:: WHAT YOU HAVE TO DO ::
Your answer should hold all lines of the entries that include the word "storefront".

:: DATA SUPPLIED ::
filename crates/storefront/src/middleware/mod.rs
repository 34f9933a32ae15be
//! HTTP middleware.

pub mod request_id;

pub use request_id::{REQUEST_ID_HEADER, request_id_middleware};
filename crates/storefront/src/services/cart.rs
//! Cart service: the core cart reducer plus document persistence.
//!
//! Every mutation is applied under the write lock and then persisted as the
//! `moto-shop-cart` document (a JSON array of lines), mirroring how the web
//! client wrote local storage after each state change.

use thiserror::Error;
use tokio::sync::RwLock;

use moto_shop_core::{Cart, CartError, CartItem, LineKey, Product, VariantSelection};

use crate::storage::{LocalStore, StorageError, keys};

/// Errors from cart operations.
#[derive(Debug, Error)]
pub enum CartServiceError {
    /// Invalid mutation (e.g. zero quantity on add).
    #[error(transparent)]
    Cart(#[from] CartError),

    /// The product cannot be added because it is out of stock.
    #[error("product is out of stock")]
    OutOfStock,

    /// The product requires a variant attribute that was not selected.
    #[error("a {0} selection is required for this product")]
    MissingVariant(&'static str),

    /// No cart line matches the given key.
    #[error("cart line not found")]
    LineNotFound,

    /// Persistence failure.
    #[error("storage error: {0}")]
    Storage(#[from] StorageError),
}

/// Cart service.
///
/// Borrows the shared cart and document store from the application state;
/// construct one per request via [`crate::state::AppState::cart_service`].
pub struct CartService<'a> {
    store: &'a LocalStore,
    cart: &'a RwLock<Cart>,
}

impl<'a> CartService<'a> {
    /// Create a new cart service.
    #[must_use]
    pub const fn new(store: &'a LocalStore, cart: &'a RwLock<Cart>) -> Self {
        Self { store, cart }
    }

    /// A snapshot of the current cart.
    pub async fn snapshot(&self) -> Cart {
        self.cart.read().await.clone()
    }

    /// Add a product to the cart, merging with an existing line when the
    /// variant key matches.
    ///
    /// # Errors
    ///
    /// Rejects zero quantities, out-of-stock products, and products whose
    /// specifications require a size/color/height that was not selected.
    /// Also fails when the cart document cannot be written.
    pub async fn add(
        &self,
        product: Product,
        quantity: u32,
        selection: VariantSelection,
    ) -> Result<Cart, CartServiceError> {
        if !product.in_stock {
            return Err(CartServiceError::OutOfStock);
        }
        if product.requires_size() && selection.size.is_none() {
            return Err(CartServiceError::MissingVariant("size"));
        }
        if product.requires_color() && selection.color.is_none() {
            return Err(CartServiceError::MissingVariant("color"));
        }
        if product.requires_height() && selection.height.is_none() {
            return Err(CartServiceError::MissingVariant("height"));
        }

        let mut cart = self.cart.write().await;
        cart.add(product, quantity, selection)?;
        self.persist(&cart)?;
        tracing::debug!(lines = cart.items().len(), "cart line added");
        Ok(cart.clone())
    }

    /// Set the quantity of a line; zero removes the line.
    ///
    /// # Errors
    ///
    /// Fails when no line matches the key or the document cannot be written.
    pub async fn update_quantity(
        &self,
        key: &LineKey,
        quantity: u32,
    ) -> Result<Cart, CartServiceError> {
        let mut cart = self.cart.write().await;
        if !cart.update_quantity(key, quantity) {
            return Err(CartServiceError::LineNotFound);
        }
        self.persist(&cart)?;
        Ok(cart.clone())
    }

    /// Remove a line from the cart.
    ///
    /// # Errors
    ///
    /// Fails when no line matches the key or the document cannot be written.
    pub async fn remove(&self, key: &LineKey) -> Result<Cart, CartServiceError> {
        let mut cart = self.cart.write().await;
        if !cart.remove(key) {
            return Err(CartServiceError::LineNotFound);
        }
        self.persist(&cart)?;
        Ok(cart.clone())
    }

    /// Empty the cart and its persisted document.
    ///
    /// # Errors
    ///
    /// Fails when the document cannot be written.
    pub async fn clear(&self) -> Result<(), StorageError> {
        let mut cart = self.cart.write().await;
        cart.clear();
        self.persist(&cart)?;
        tracing::debug!("cart cleared");
        Ok(())
    }

    fn persist(&self, cart: &Cart) -> Result<(), StorageError> {
        self.store.write(keys::CART, &cart.items())
    }
}

/// Load the persisted cart document, falling back to an empty cart.
#[must_use]
pub fn load_cart(store: &LocalStore) -> Cart {
    store
        .read::<Vec<CartItem>>(keys::CART)
        .map_or_else(Cart::new, Cart::from_items)
}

:: RESULT OF THE TASK ::
filename crates/storefront/src/middleware/mod.rs
filename crates/storefront/src/services/cart.rs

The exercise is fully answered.